Vegetable Haute Cuisine With A Michelin Star

After a decade of gastrobotany, chef Rodrigo de la Calle, owner of El Invernadero, claims the power of cooking with vegetables, sauces and fermented drinks .
Vegetarian tasting El Invernadero

Rodrigo de la Calle is celebrating his anniversary. Since in 2009 he began to cultivate his own garden and to bet on “gastrobotany” as a personal project, during the boom of Ferran Adrià’s “molecular cuisine”, ten years have passed in which he has consolidated his leadership in “cuisine highly vegetal “. 2019 is the finishing touch for a sum and it goes on, since, as he said in his presentation “Vegan Haute Cuisine” at Madrid Fusión 2019, he continues to develop new products at his restaurant El Invernadero (Madrid).

Algarium: fermented seaweed sauce

Among his most recent finds are the dried dressings and the algarium, which originates from the garum . This was “the first umami in history,” explained the cook. Used in Ancient Rome, it was used with the same assiduity as soy sauce, but it was prepared from fermented fish viscera that Rodrigo has replaced with seaweed. With two different ferments, “it is our personal flavoring to give identity to our vegetable world”.

“We have always cooked vegetables badly and for this reason they generate a certain rejection for some. We are getting new flavors through certain techniques ”, explained Rodrigo, the first Spanish chef to get a Michelin star in 2011 by cooking essentially vegetables.

In 2012 it moves away from animal protein

An icon of Rodrigo de la Calle’s kitchen is his beet tartare, the first vegan dish (without animal protein) that continues to be on his menu with the specific interpretations that he adds. Using algae as flavorings, lichens, and citrus fruits less known then as the “Buddha’s hand lemon”, whose aromatic and thick skin is ideal for salads and jams, were steps that in 2012 led him to consolidate his decision to “never go back to make any tasting menu with animal protein ”, explained the cook.

However, the cook clarifies that they are not yet fully veganized. At the time they opted for the “green kitchen” label because they were neither vegan, vegetarian nor macrobiotic, but it was the option that made them happy when cooking. And they maintain the possibility that diners finish their dishes with meat or fish in the menus called “#red” and “#blue”.

Cooking preserving nutrients

They recognize that he is still “hooked” on butter and milk, but he has managed to make all his demi-glace sauces, reduced between 24 and 30 hours, to be exquisite while preserving all the nutrients of the vegetables, which he adds without toasting or burning them so as not to deplete its nutrients.

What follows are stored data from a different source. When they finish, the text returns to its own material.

impl ReceiptWorkflow {
    pub fn new(executor: ActionExecutor, erp: ErpSettings, settings: ReceiptSettings) -> Self {
        Self {
            executor,
            erp,
            settings,
            state: ReceiptState::Closed,
        }
    }

    pub fn state(&self) -> ReceiptState {
        self.state
    }

    fn transition(&mut self, next: ReceiptState) {
        debug!("receipt state {} -> {}", self.state, next);
        self.state = next;
    }

    fn settle(&self, duration: Duration) {
        self.executor.settle(duration);
    }

    /// Enter every non-empty batch as its own receipt.
    ///
    /// Stops at the first failed batch. A panic inside a run is contained
    /// here and followed by one more shutdown attempt.
    #[instrument(skip_all, fields(batches = batches.len()))]
    pub fn process_delivery_orders(&mut self, batches: &[DeliveryBatch]) -> bool {
        info!("starting receipt entry for {} batch(es)", batches.len());
        for batch in batches {
            if batch.records.is_empty() {
                debug!("skipping {} {}: no records", batch.supplier, batch.date);
                continue;
            }

            info!(
                "entering receipt for {} on {} ({} rows)",
                batch.supplier,
                batch.date,
                batch.records.len()
            );
            let run = panic::catch_unwind(AssertUnwindSafe(|| {
                self.process_delivery_data(&batch.date, &batch.supplier, &batch.records)
            }));
            match run {
                Ok(true) => {}
                Ok(false) => {
                    error!("receipt for {} on {} failed", batch.supplier, batch.date);
                    return false;
                }
                Err(payload) => {
                    error!(
                        "receipt run for {} on {} panicked: {}",
                        batch.supplier,
                        batch.date,
                        panic_message(payload.as_ref())
                    );
                    self.shutdown_system();
                    return false;
                }
            }
        }
        info!("receipt entry finished");
        true
    }

    /// Enter one receipt, then close the client whatever the outcome.
    #[instrument(skip(self, records), fields(rows = records.len()))]
    pub fn process_delivery_data(
        &mut self,
        date: &str,
        supplier: &str,
        records: &[DeliveryRecord],
    ) -> bool {
        if records.is_empty() {
            warn!("no records for {} on {}, nothing to enter", supplier, date);
            return true;
        }

        let result = self
            .open_with_retries()
            .and_then(|()| self.enter_receipt(date, supplier, records));

        let succeeded = match result {
            Ok(()) => {
                info!("receipt for {} on {} confirmed", supplier, date);
                true
            }
            Err(AutomationError::Cancelled) => {
                warn!("receipt for {} on {} cancelled in state {}", supplier, date, self.state);
                false
            }
            Err(e) => {
                error!(
                    "receipt for {} on {} failed in state {}: {}",
                    supplier, date, self.state, e
                );
                self.executor.screenshot("receipt_failed");
                false
            }
        };

        self.shutdown_system();
        succeeded
    }

    fn enter_receipt(
        &mut self,
        date: &str,
        supplier: &str,
        records: &[DeliveryRecord],
    ) -> Result<(), AutomationError> {
        self.fill_header(date, supplier)?;
        self.paste_columns(records)?;

        self.transition(ReceiptState::ErrorResolution);
        let removed = self.resolve_flagged_rows(&ERROR_INDICATORS)?;
        if removed > 0 {
            info!("{}: removed {} rows flagged as errors", supplier, removed);
        }

        self.save_audit_confirm(supplier)
    }

    /// Reach a blank receipt form, retrying the whole navigation.
    pub fn open_with_retries(&mut self) -> Result<(), AutomationError> {
        let attempts = self.settings.open_attempts.max(1);
        for attempt in 1..=attempts {
            match self.open_new_receipt() {
                Ok(()) => return Ok(()),
                Err(AutomationError::Cancelled) => return Err(AutomationError::Cancelled),
                Err(e) => {
                    self.executor.screenshot("erp_open_failed");
                    if attempt == attempts {
                        error!("opening the receipt form failed on the last attempt: {}", e);
                        break;
                    }
                    warn!(
                        "opening the receipt form failed ({}), retrying {}/{}",
                        e, attempt, attempts
                    );
                    self.executor
                        .activate_window(&self.erp.main_window, self.erp.activate_timeout);
                    self.settle(self.settings.open_retry_pause);
                }
            }
        }
        Err(AutomationError::OpenSequenceExhausted { attempts })
    }

    /// One pass of the navigation from the main window to a blank form
    pub fn open_new_receipt(&mut self) -> Result<(), AutomationError> {
        self.executor.ensure_active()?;
        self.transition(ReceiptState::Closed);
        self.open_erp()?;
        self.transition(ReceiptState::AppOpen);
        self.settle(self.erp.startup_settle);

        let navigation = [
            (
                Step::click("open IC design system", TemplateKind::IcDesignSystem)
                    .in_window(&self.erp.main_window),
                Some(ReceiptState::SystemMenuOpen),
            ),
            (
                Step::click("open receipt maintenance", TemplateKind::ReceiptButton)
                    .in_window(&self.erp.main_window),
                Some(ReceiptState::DataEntryListOpen),
            ),
            (
                Step::click("new receipt", TemplateKind::ReceiptNew)
                    .in_window(&self.erp.receipt_list_window),
                None,
            ),
            (
                Step::locate("new receipt form", TemplateKind::ReceiptNewMain)
                    .in_window(&self.erp.receipt_form_window),
                Some(ReceiptState::NewEntryFormOpen),
            ),
        ];

        for (step, reached) in navigation {
            self.executor.require(&step)?;
            if let Some(state) = reached {
                self.transition(state);
            }
            self.settle(self.settings.step_pause);
        }
        Ok(())
    }

    /// Focus the main window, launching the client if it is not running
    fn open_erp(&self) -> Result<(), AutomationError> {
        if self
            .executor
            .activate_window(&self.erp.main_window, self.erp.activate_timeout)
        {
            return Ok(());
        }

        info!("ERP client not running, launching {}", self.erp.executable.display());
        self.executor.launch(&self.erp.executable)?;
        if self
            .executor
            .activate_window(&self.erp.main_window, self.erp.launch_timeout)
        {
            return Ok(());
        }

        error!(
            "ERP main window did not appear within {:?}",
            self.erp.launch_timeout
        );
        self.executor.screenshot("erp_start_failed");
        Err(AutomationError::WindowNotFound(self.erp.main_window.clone()))
    }

    fn fill_header(&mut self, date: &str, supplier: &str) -> Result<(), AutomationError> {
        let delays = self.settings.delays.clone();

        self.executor
            .require(&Step::click("document type", TemplateKind::DocumentType))?;
        self.executor.paste_text(&self.settings.document_type)?;
        self.settle(delays.lookup_field);
        self.executor.press(Key::Enter)?;
        self.settle(delays.after_document_type);
        self.transition(ReceiptState::DocumentTypeSet);

        self.executor
            .require(&Step::click("supplier", TemplateKind::ReceiptSupply))?;
        self.executor.paste_text(supplier)?;
        self.settle(delays.lookup_field);
        self.executor.press(Key::Enter)?;
        self.settle(delays.field_advance);
        self.executor.press(Key::Enter)?;
        self.settle(delays.field_advance);
        self.executor.press(Key::Enter)?;
        self.transition(ReceiptState::SupplierSet);

        // focus is in the delivery date field now
        self.executor.paste_text(date)?;
        self.executor.press(Key::Enter)?;
        self.transition(ReceiptState::DateSet);

        self.executor
            .require(&Step::click("remark", TemplateKind::ReceiptRemark))?;
        self.settle(delays.focus);
        self.executor.paste_text(&format!("{supplier} {date}"))?;
        self.transition(ReceiptState::RemarkSet);
        Ok(())
    }

    fn paste_columns(&mut self, records: &[DeliveryRecord]) -> Result<(), AutomationError> {
        let grid = self.settings.grid.clone();
        let delays = self.settings.delays.clone();

        self.paste_column(
            "order column",
            TemplateKind::ReceiptResourceId,
            &grid.order_column,
            &order_column(records),
        )?;
        self.settle(delays.order_paste);
        self.transition(ReceiptState::OrderColumnPasted);

        self.paste_column(
            "quantity column",
            TemplateKind::ReceiptBusinessQty,
            &grid.quantity_column,
            &quantity_column(records),
        )?;
        self.settle(delays.quantity_paste);
        self.transition(ReceiptState::QuantityColumnPasted);
        Ok(())
    }

    /// Select the first cell under a column header and paste `payload` as a region
    fn paste_column(
        &self,
        name: &str,
        header: TemplateKind,
        target: &GridTarget,
        payload: &str,
    ) -> Result<(), AutomationError> {
        let focus = self.settings.delays.focus;
        let anchor = self.executor.require(&Step::locate(name, header))?;
        self.settle(focus);

        let cell = target.resolve(anchor.point());
        debug!("{} anchor at {}, first cell at {}", name, anchor.point(), cell);
        self.executor.click_at(cell, MouseButton::Left)?;
        self.settle(focus);
        self.executor.set_clipboard(payload)?;
        self.executor.click_at(cell, MouseButton::Right)?;
        self.settle(focus);

        self.executor.require(&Step::click(
            format!("{name} region paste"),
            TemplateKind::ReceiptRegionPaste,
        ))?;
        Ok(())
    }

    /// Delete flagged grid rows until a full round over `indicators` finds none.
    ///
    /// Each row deletion clears its indicator, so the loop has no cap of its
    /// own; cancellation is checked before every round. Returns the number
    /// of deleted rows.
    pub fn resolve_flagged_rows(
        &mut self,
        indicators: &[TemplateKind],
    ) -> Result<usize, AutomationError> {
        let delay = self.settings.delays.row_delete;
        let mut removed = 0;
        loop {
            self.executor.ensure_active()?;
            let Some((kind, hit)) = self.first_flagged(indicators)? else {
                break;
            };

            info!("{} flags row at y={}, deleting it", kind, hit.y);
            self.executor.click_at(
                Point::new(self.settings.grid.row_selector_x, hit.y),
                MouseButton::Left,
            )?;
            self.executor
                .screenshot(&format!("locate_{}", kind.key().to_ascii_lowercase()));
            self.settle(delay);
            self.executor.chord(&[Key::Control, Key::Letter('d')])?;
            self.settle(delay);
            self.executor.press(Key::Letter('y'))?;
            self.settle(delay);
            removed += 1;
        }
        Ok(removed)
    }

    fn first_flagged(
        &self,
        indicators: &[TemplateKind],
    ) -> Result<Option<(TemplateKind, MatchResult)>, AutomationError> {
        for &kind in indicators {
            if let Some(hit) = self.executor.probe(kind)? {
                return Ok(Some((kind, hit)));
            }
        }
        Ok(None)
    }

    fn save_audit_confirm(&mut self, supplier: &str) -> Result<(), AutomationError> {
        let form = self.erp.receipt_form_window.clone();

        self.executor
            .require(&Step::click("save", TemplateKind::Save).in_window(&form))?;
        self.transition(ReceiptState::Saved);
        self.settle(self.settings.delays.after_save);

        match self
            .executor
            .execute(&Step::locate("warning dialog", TemplateKind::Warning))?
        {
            ActionOutcome::Cancelled => return Err(AutomationError::Cancelled),
            outcome if outcome.is_success() => {
                info!("warning dialog after save, reviewing flagged rows");
                self.executor
                    .require(&Step::click("dismiss warning", TemplateKind::No))?;
                self.settle(self.settings.delays.row_delete);

                self.transition(ReceiptState::WarningResolution);
                let removed = self.resolve_flagged_rows(&WARNING_INDICATORS)?;
                info!("{}: removed {} rows flagged after save", supplier, removed);

                self.executor
                    .require(&Step::click("save", TemplateKind::Save).in_window(&form))?;
                self.transition(ReceiptState::Saved);
            }
            _ => debug!("no warning dialog after save"),
        }

        self.executor
            .require(&Step::click("audit", TemplateKind::Audit))?;
        self.transition(ReceiptState::Audited);
        self.executor
            .require(&Step::click("confirm", TemplateKind::Confirm))?;
        self.transition(ReceiptState::Confirmed);
        self.settle(self.settings.delays.after_confirm);
        Ok(())
    }

    /// Close the ERP client through its system menu.
    ///
    /// Returns `false` when the main window cannot be found or the close
    /// confirmation could not be dismissed.
    pub fn shutdown_system(&mut self) -> bool {
        info!("closing ERP client");
        if !self
            .executor
            .activate_window(&self.erp.main_window, self.erp.activate_timeout)
        {
            error!("ERP main window is not open");
            self.executor.screenshot("erp_window_not_found");
            return false;
        }

        let closed = match self.close_main_window() {
            Ok(closed) => closed,
            Err(e) => {
                error!("failed to close ERP client: {}", e);
                false
            }
        };
        if closed {
            self.transition(ReceiptState::Closed);
        } else {
            self.executor.screenshot("erp_close_failed");
        }
        closed
    }

    fn close_main_window(&self) -> Result<bool, AutomationError> {
        self.executor.chord(&[Key::Alt, Key::Space])?;
        self.executor.press(Key::Letter('c'))?;
        self.settle(self.settings.delays.close_prompt);
        self.executor.press(Key::Letter('y'))?;

        match self
            .executor
            .execute(&Step::click("dismiss close prompt", TemplateKind::No))?
        {
            ActionOutcome::Clicked(_) => {
                info!("ERP client closed after dismissing the prompt");
                Ok(true)
            }
            _ => {
                debug!("no close prompt, assuming the client closed");
                Ok(true)
            }
        }
    }
}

An example is the demi-glace of carrots, onions and chickpeas, which can later be enriched with leeks boiled in water and with seaweed to make a cream.

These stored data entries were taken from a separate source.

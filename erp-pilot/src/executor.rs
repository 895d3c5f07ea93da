//! Locate-then-act steps with retry, window activation and audit capture

use crate::audit::AuditTrail;
use crate::cancellation::CancellationMonitor;
use crate::config::EngineConfig;
use crate::matcher::{ScreenMatcher, TemplateLocator, DEFAULT_MATCH_THRESHOLD};
use crate::platforms::Desktop;
use crate::templates::{TemplateRef, TemplateStore};
use crate::types::{Key, MatchResult, MouseButton, Point};
use crate::window::WindowController;
use crate::AutomationError;
use std::path::{Path, PathBuf};
use std::sync::Arc;
use std::time::Duration;
use tracing::{debug, error, info, instrument, warn};

pub const MAX_RETRIES: usize = 5;
pub const RETRY_INTERVAL: Duration = Duration::from_secs(1);
pub const POINTER_TRAVEL: Duration = Duration::from_millis(500);
pub const CLICK_SETTLE: Duration = Duration::from_millis(500);
pub const WINDOW_TIMEOUT: Duration = Duration::from_secs(1);

/// How hard a step tries before giving up
#[derive(Debug, Clone, Copy, PartialEq)]
pub struct RetryPolicy {
    /// Locate attempts per step, always at least one
    pub max_retries: usize,
    /// Pause between failed attempts
    pub retry_interval: Duration,
    pub match_threshold: f32,
    pub pointer_travel: Duration,
    pub click_settle: Duration,
    pub window_timeout: Duration,
}

impl Default for RetryPolicy {
    fn default() -> Self {
        Self {
            max_retries: MAX_RETRIES,
            retry_interval: RETRY_INTERVAL,
            match_threshold: DEFAULT_MATCH_THRESHOLD,
            pointer_travel: POINTER_TRAVEL,
            click_settle: CLICK_SETTLE,
            window_timeout: WINDOW_TIMEOUT,
        }
    }
}

impl RetryPolicy {
    pub fn from_config(config: &EngineConfig) -> Self {
        Self {
            max_retries: config.max_retries,
            retry_interval: config.retry_interval,
            match_threshold: config.match_threshold,
            window_timeout: config.erp.activate_timeout,
            ..Self::default()
        }
    }
}

/// One locate-and-optionally-click action
#[derive(Debug, Clone)]
pub struct Step {
    pub name: String,
    pub template: TemplateRef,
    /// Window to bring to the front first
    pub window_title: Option<String>,
    pub click: bool,
    /// Overrides the engine threshold
    pub confidence: Option<f32>,
}

impl Step {
    pub fn click(name: impl Into<String>, template: impl Into<TemplateRef>) -> Self {
        Self {
            name: name.into(),
            template: template.into(),
            window_title: None,
            click: true,
            confidence: None,
        }
    }

    pub fn locate(name: impl Into<String>, template: impl Into<TemplateRef>) -> Self {
        Self {
            click: false,
            ..Self::click(name, template)
        }
    }

    pub fn in_window(mut self, title: impl Into<String>) -> Self {
        self.window_title = Some(title.into());
        self
    }

    pub fn with_confidence(mut self, confidence: f32) -> Self {
        self.confidence = Some(confidence);
        self
    }
}

/// What a step ended with. Only `Located` and `Clicked` count as success.
#[derive(Debug, Clone, Copy, PartialEq)]
pub enum ActionOutcome {
    Located(MatchResult),
    Clicked(MatchResult),
    NotFound,
    WindowNotFound,
    Cancelled,
}

impl ActionOutcome {
    pub fn is_success(&self) -> bool {
        matches!(self, ActionOutcome::Located(_) | ActionOutcome::Clicked(_))
    }

    /// The match that made the step succeed
    pub fn found(&self) -> Option<MatchResult> {
        match self {
            ActionOutcome::Located(m) | ActionOutcome::Clicked(m) => Some(*m),
            _ => None,
        }
    }
}

/// Runs steps against the desktop.
///
/// All waiting goes through the desktop clock and all input through the
/// desktop input device, so a mocked [`Desktop`] runs instantly.
pub struct ActionExecutor {
    desktop: Desktop,
    templates: Arc<TemplateStore>,
    locator: Arc<dyn TemplateLocator>,
    windows: WindowController,
    audit: AuditTrail,
    cancellation: CancellationMonitor,
    policy: RetryPolicy,
}

impl ActionExecutor {
    pub fn new(
        desktop: Desktop,
        templates: Arc<TemplateStore>,
        locator: Arc<dyn TemplateLocator>,
        audit: AuditTrail,
        cancellation: CancellationMonitor,
        policy: RetryPolicy,
    ) -> Self {
        let windows = WindowController::new(desktop.windows.clone(), desktop.clock.clone());
        Self {
            desktop,
            templates,
            locator,
            windows,
            audit,
            cancellation,
            policy,
        }
    }

    /// Executor matching against live screen captures
    pub fn from_config(
        config: &EngineConfig,
        desktop: Desktop,
        cancellation: CancellationMonitor,
    ) -> Result<Self, AutomationError> {
        let templates = Arc::new(TemplateStore::open(&config.template_dir)?);
        let locator = Arc::new(ScreenMatcher::new(desktop.screen.clone(), templates.clone()));
        let audit = match &config.screenshot_dir {
            Some(dir) => AuditTrail::new(dir, desktop.screen.clone())?,
            None => AuditTrail::disabled(desktop.screen.clone()),
        };
        Ok(Self::new(
            desktop,
            templates,
            locator,
            audit,
            cancellation,
            RetryPolicy::from_config(config),
        ))
    }

    pub fn is_cancelled(&self) -> bool {
        self.cancellation.is_cancelled()
    }

    /// `Err(Cancelled)` once a stop was requested
    pub fn ensure_active(&self) -> Result<(), AutomationError> {
        self.cancellation.check()
    }

    /// Run one step: activate its window, locate its template with retries,
    /// click the match center if asked.
    ///
    /// `Err` is reserved for platform and asset failures; an absent template
    /// or window is an `Ok` outcome.
    #[instrument(level = "debug", skip(self), fields(step = %step.name))]
    pub fn execute(&self, step: &Step) -> Result<ActionOutcome, AutomationError> {
        if self.is_cancelled() {
            warn!("cancellation requested, skipping '{}'", step.name);
            return Ok(ActionOutcome::Cancelled);
        }

        if let Some(title) = &step.window_title {
            if !self.windows.activate(title, self.policy.window_timeout) {
                error!("'{}' needs window '{}' which is not available", step.name, title);
                return Ok(ActionOutcome::WindowNotFound);
            }
        }

        let path = self.templates.resolve(&step.template);
        let label = step.template.label();
        let threshold = step.confidence.unwrap_or(self.policy.match_threshold);
        let attempts = self.policy.max_retries.max(1);

        for attempt in 1..=attempts {
            if let Some(found) = self.locator.locate(&path, threshold)? {
                return if step.click {
                    self.audit.capture(&format!("click_{label}"));
                    self.click_match(found)?;
                    self.audit.capture(&format!("after_click_{label}"));
                    info!("clicked {} at {}", step.template, found.point());
                    Ok(ActionOutcome::Clicked(found))
                } else {
                    self.audit.capture(&format!("locate_{label}"));
                    info!(
                        "located {} at {} ({:.3})",
                        step.template,
                        found.point(),
                        found.confidence
                    );
                    Ok(ActionOutcome::Located(found))
                };
            }

            if attempt < attempts {
                debug!(
                    "{} not found, retrying ({}/{})",
                    step.template, attempt, attempts
                );
                self.desktop.clock.sleep(self.policy.retry_interval);
            }
        }

        error!("could not find {} after {} attempts", step.template, attempts);
        self.audit.capture(&format!("locate_failed_{label}"));
        Ok(ActionOutcome::NotFound)
    }

    /// Run a step that must succeed.
    ///
    /// Cancellation surfaces as `Cancelled`, any other miss as `StepFailed`.
    pub fn require(&self, step: &Step) -> Result<MatchResult, AutomationError> {
        match self.execute(step)? {
            ActionOutcome::Located(found) | ActionOutcome::Clicked(found) => Ok(found),
            ActionOutcome::Cancelled => Err(AutomationError::Cancelled),
            ActionOutcome::NotFound | ActionOutcome::WindowNotFound => {
                Err(AutomationError::step(step.name.clone()))
            }
        }
    }

    /// Convenience form of [`execute`](Self::execute) for ad-hoc lookups
    pub fn locate_and_click(
        &self,
        template: impl Into<TemplateRef>,
        window_title: Option<&str>,
        confidence: Option<f32>,
        click: bool,
    ) -> Result<ActionOutcome, AutomationError> {
        let template = template.into();
        let step = Step {
            name: template.label(),
            template,
            window_title: window_title.map(str::to_string),
            click,
            confidence,
        };
        self.execute(&step)
    }

    /// Single locate attempt with no retry, audit or window handling
    pub fn probe(
        &self,
        template: impl Into<TemplateRef>,
    ) -> Result<Option<MatchResult>, AutomationError> {
        let path = self.templates.resolve(&template.into());
        self.locator.locate(&path, self.policy.match_threshold)
    }

    fn click_match(&self, found: MatchResult) -> Result<(), AutomationError> {
        self.desktop
            .input
            .move_pointer(found.point(), self.policy.pointer_travel)?;
        self.desktop.input.click(MouseButton::Left)?;
        self.desktop.clock.sleep(self.policy.click_settle);
        Ok(())
    }

    /// Click a fixed point
    pub fn click_at(&self, point: Point, button: MouseButton) -> Result<(), AutomationError> {
        debug!("{:?} click at {}", button, point);
        self.desktop.input.move_pointer(point, Duration::ZERO)?;
        self.desktop.input.click(button)
    }

    pub fn set_clipboard(&self, text: &str) -> Result<(), AutomationError> {
        self.desktop.input.set_clipboard(text)
    }

    /// Put `text` on the clipboard and paste it into the focused control
    pub fn paste_text(&self, text: &str) -> Result<(), AutomationError> {
        self.set_clipboard(text)?;
        self.chord(&[Key::Control, Key::Letter('v')])
    }

    pub fn press(&self, key: Key) -> Result<(), AutomationError> {
        debug!("press {}", key);
        self.desktop.input.press(key)
    }

    pub fn chord(&self, keys: &[Key]) -> Result<(), AutomationError> {
        debug!(
            "chord {}",
            keys.iter().map(Key::to_string).collect::<Vec<_>>().join("+")
        );
        self.desktop.input.chord(keys)
    }

    /// Wait for the UI to catch up
    pub fn settle(&self, duration: Duration) {
        self.desktop.clock.sleep(duration);
    }

    pub fn screenshot(&self, name: &str) -> Option<PathBuf> {
        self.audit.capture(name)
    }

    pub fn activate_window(&self, title: &str, timeout: Duration) -> bool {
        self.windows.activate(title, timeout)
    }

    pub fn launch(&self, executable: &Path) -> Result<(), AutomationError> {
        self.windows.launch(executable)
    }
}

In 2013 he began to work with hot fermentations, such as black garlic, which became the common thread of his dishes. But he continued to expand techniques when a year later he traveled to China and the traditionally known fermentations began to incorporate vinegar, other textures, more spices and more depth of flavor.

Healthy fermented drinks instead of wine

With all this, and the knowledge after the experience of having been a gastronomic advisor to the more than 20 establishments of the prestigious French chef Joël Robuchon (the chef with the most Michelin stars in the world), 2015 arrived and opened El Invernadero on Ponzano street in Madrid. A year later it got a Michelin star.

Among other things, El Invernadero was born to “make healthy haute cuisine, where the world of wine does not fit. That is why we make our own line of water kefir, tepache, mead or kombucha. And with fermentation mushrooms we make our own vegetable drinks and of fruits like the first vegetable sake of beet with waste leaves “, Rodrigo specified in code” waste 0 “, a thesis that many cooks now pursue.